Wednesday, January 12, 2005

Visual Culture
As you will be able to tell if you browse previous entries in this blog, I have mostly posted comments related to current politics. While that may well be a direction for future entries, I want to change this blog to fit topics related to visual culture, the topic for a current class that I'm teaching.

I have an interest in visual qualities of the ordinary, by which I mean the logical opposite of the visual sublime. Everyone who has seen the Grand Canyon, after driving up the road from Flagstaff, coming over the rim, and encountering that immense distance, will know what I mean. Other famous landscapes work in similar ways upon us--the view of the Thira hillside on the Greek Island of Santorini, the San Francisco bay with the Golden Gate bridge, and so on.

There are human versions of the sublime as well, or at least their film representations: Bo Derek on the beach in 10, Julia Roberts transformed in Pretty Woman--usually women.
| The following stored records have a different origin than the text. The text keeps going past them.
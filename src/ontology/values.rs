//! Data-property assertions on individuals.

use std::collections::HashMap;

use serde::{Deserialize, Serialize};

use crate::entity::EntityId;

/// One `(property, literal)` assertion on an individual.
#[derive(Debug, Clone, PartialEq, Eq, Serialize, Deserialize)]
pub struct PropertyValue {
    /// URI of the data property.
    pub property: String,
    /// Lexical form of the literal.
    pub value: String,
}

/// Individual → asserted literal values.
#[derive(Debug, Clone, Default)]
pub struct ValueTable {
    values: HashMap<EntityId, Vec<PropertyValue>>,
}

impl ValueTable {
    pub fn new() -> Self {
        Self::default()
    }

    /// Record a literal value. Exact duplicates are ignored.
    pub fn add(&mut self, individual: EntityId, property: &str, value: &str) {
        let value = value.trim();
        if value.is_empty() {
            return;
        }
        let list = self.values.entry(individual).or_default();
        if list
            .iter()
            .any(|pv| pv.property == property && pv.value == value)
        {
            return;
        }
        list.push(PropertyValue {
            property: property.to_string(),
            value: value.to_string(),
        });
    }

    /// All values asserted on an individual, in insertion order.
    pub fn values(&self, individual: EntityId) -> &[PropertyValue] {
        self.values
            .get(&individual)
            .map(|v| v.as_slice())
            .unwrap_or(&[])
    }

    /// Literal forms only.
    pub fn literals(&self, individual: EntityId) -> impl Iterator<Item = &str> {
        self.values(individual).iter().map(|pv| pv.value.as_str())
    }

    pub fn has_values(&self, individual: EntityId) -> bool {
        self.values.contains_key(&individual)
    }

    /// Number of individuals with at least one value.
    pub fn len(&self) -> usize {
        self.values.len()
    }

    pub fn is_empty(&self) -> bool {
        self.values.is_empty()
    }
}

#[cfg(test)]
mod tests {
    use super::*;

    #[test]
    fn duplicates_and_blank_literals_are_skipped() {
        let mut table = ValueTable::new();
        let ind = EntityId::new(5);
        table.add(ind, "http://x/hasName", "Aspirin");
        table.add(ind, "http://x/hasName", " Aspirin ");
        table.add(ind, "http://x/hasName", "   ");
        table.add(ind, "http://x/hasCode", "N02BA01");
        assert_eq!(table.values(ind).len(), 2);
        assert_eq!(table.literals(ind).collect::<Vec<_>>(), vec!["Aspirin", "N02BA01"]);
        assert!(!table.has_values(EntityId::new(6)));
        assert_eq!(table.len(), 1);
    }
}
Masculine sublime might be more frightful, e.g., Schwarzenegger in The Terminator. Sublime visuals stand out in the extreme--whether they are positive or negative, they are very much out of the day-to-day.
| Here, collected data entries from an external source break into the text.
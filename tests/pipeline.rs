//! End-to-end matching tests.
//!
//! These run the engine stages and the full pipeline on small hand-built
//! knowledge bases and check the alignments they produce.

use ontomatch::alignment::RelationKind;
use ontomatch::config::MatchConfig;
use ontomatch::context::MatchContext;
use ontomatch::entity::{EntityId, EntityType};
use ontomatch::matcher::{LexicalMatcher, MatchEngine, StringMatcher};
use ontomatch::ontology::{EntitySnapshot, OntologySnapshot};
use ontomatch::pipeline::{Pipeline, Stage};
use ontomatch::selection::{SelectionType, select};
use ontomatch::similarity::isub;

fn id(raw: u32) -> EntityId {
    EntityId::new(raw)
}

fn snapshot(uri: &str, rows: &[(u32, &str)]) -> OntologySnapshot {
    let mut snap = OntologySnapshot::new(uri);
    for &(n, label) in rows {
        snap.entities
            .push(EntitySnapshot::new(n, format!("{uri}#e{n}"), EntityType::Class).named(label));
    }
    snap
}

fn toy() -> MatchContext {
    MatchContext::from_snapshots(
        snapshot("http://example.org/src", &[(1, "Heart"), (2, "Lung")]),
        snapshot("http://example.org/tgt", &[(10, "Cardiac Organ"), (11, "Lung")]),
        MatchConfig::default(),
    )
    .unwrap()
}

fn engine() -> MatchEngine {
    MatchEngine::new(&MatchConfig::default()).unwrap()
}

#[test]
fn toy_scenario_stage_by_stage() {
    let ctx = toy();
    let engine = engine();

    let mut running = engine
        .match_entities(&ctx, &LexicalMatcher, EntityType::Class, 0.5)
        .unwrap();
    assert_eq!(running.len(), 1);
    let lung = running.get(id(2), id(11)).unwrap();
    assert_eq!(lung.similarity(), 1.0);
    assert_eq!(lung.relation, RelationKind::Equivalence);

    // "heart" and "cardiac organ" share no substring longer than two
    // characters, so the string stage has nothing to add at 0.3.
    assert_eq!(isub("heart", "cardiac organ"), 0.0);
    let extra = engine
        .extend(&ctx, &StringMatcher::default(), &running, EntityType::Class, 0.3)
        .unwrap();
    assert!(extra.is_empty());
    running.add_all_one_to_one(&extra);

    let selected = select(&running, SelectionType::StrictOneToOne, 0.5);
    let pairs: Vec<_> = selected.iter().map(|m| (m.source, m.target)).collect();
    assert_eq!(pairs, vec![(id(2), id(11))]);
}

#[test]
fn toy_scenario_through_the_pipeline() {
    let ctx = toy();
    let outcome = Pipeline::from_config(ctx.config()).unwrap().run(&ctx).unwrap();

    assert_eq!(outcome.selection, SelectionType::StrictOneToOne);
    assert_eq!(outcome.alignment.len(), 1);
    assert_eq!(outcome.alignment.similarity(id(2), id(11)), 1.0);

    let stages: Vec<Stage> = outcome.reports.iter().map(|r| r.stage).collect();
    assert_eq!(
        stages,
        vec![Stage::Lexical, Stage::Word, Stage::String, Stage::Selection, Stage::Repair]
    );
    assert_eq!(outcome.reports[0].produced, 1);
    assert_eq!(outcome.reports[0].gain, 1.0);
}

#[test]
fn engine_output_does_not_depend_on_threads() {
    let labels: Vec<(u32, String)> = (1..=60).map(|i| (i, format!("organ part {i}"))).collect();
    let others: Vec<(u32, String)> = (101..=160).map(|i| (i, format!("organ part {}", i - 97))).collect();
    fn rows(v: &[(u32, String)]) -> Vec<(u32, &str)> {
        v.iter().map(|(i, s)| (*i, s.as_str())).collect::<Vec<_>>()
    }
    let ctx = MatchContext::from_snapshots(
        snapshot("http://a", &rows(&labels)),
        snapshot("http://b", &rows(&others)),
        MatchConfig::default(),
    )
    .unwrap();

    let run = |threads: usize, batch_size: usize| {
        let engine = MatchEngine::new(&MatchConfig {
            threads: Some(threads),
            batch_size,
            ..Default::default()
        })
        .unwrap();
        engine
            .match_entities(&ctx, &StringMatcher::default(), EntityType::Class, 0.8)
            .unwrap()
            .iter()
            .map(|m| (m.source, m.target, m.similarity()))
            .collect::<Vec<_>>()
    };

    let reference = run(1, 10_000);
    assert!(!reference.is_empty());
    for _ in 0..3 {
        assert_eq!(run(4, 16), reference);
    }
}

#[test]
fn hierarchy_lets_structure_recover_a_renamed_class() {
    // Source: Organ ⊐ {Heart, Kidney}. Target: Organ ⊐ {Heart, Ren}.
    let side = |uri: &str, base: u32, kidney: &str| {
        let mut snap = OntologySnapshot::new(uri);
        snap.entities.push(
            EntitySnapshot::new(base, format!("{uri}#Organ"), EntityType::Class).named("organ"),
        );
        snap.entities.push(
            EntitySnapshot::new(base + 1, format!("{uri}#Heart"), EntityType::Class)
                .named("heart")
                .child_of(base),
        );
        snap.entities.push(
            EntitySnapshot::new(base + 2, format!("{uri}#K"), EntityType::Class)
                .named(kidney)
                .child_of(base),
        );
        snap
    };
    let config = MatchConfig {
        structural_threshold: 0.3,
        threshold: 0.3,
        ..Default::default()
    };
    let ctx = MatchContext::from_snapshots(
        side("http://src", 1, "kidney"),
        side("http://tgt", 10, "ren"),
        config,
    )
    .unwrap();

    let outcome = Pipeline::from_config(ctx.config()).unwrap().run(&ctx).unwrap();
    assert!(outcome.alignment.contains(id(1), id(10)));
    assert!(outcome.alignment.contains(id(2), id(11)));
    assert!(outcome.alignment.contains(id(3), id(12)));
    let structural = outcome
        .reports
        .iter()
        .find(|r| r.stage == Stage::Structural)
        .unwrap();
    assert_eq!(structural.merged, 1);
}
The ordinary is something that does not cause a wave. The mom-and-pop figures in the laxative ads, the generic images that come up when you search Google images for "family," the drawings supplied by Microsoft for clip art--these are cheap, anonymous, meant to further positive associations without drawing attention to themselves. They are visual Muzak.

Consider the image below (source: Portraits of Hawaii, an image copied from Google images):


I'll have more to post about this shortly--I want to see whether the image works.

As it turns out, this works pretty well. The persons in the image above are very plain-vanilla sorts--presumably not native to the Hawaiian Islands. What strikes me about this image is that they seem to be wearing masks. I can't supply captions to these expressions.

I'll have more to say about the ordinary later.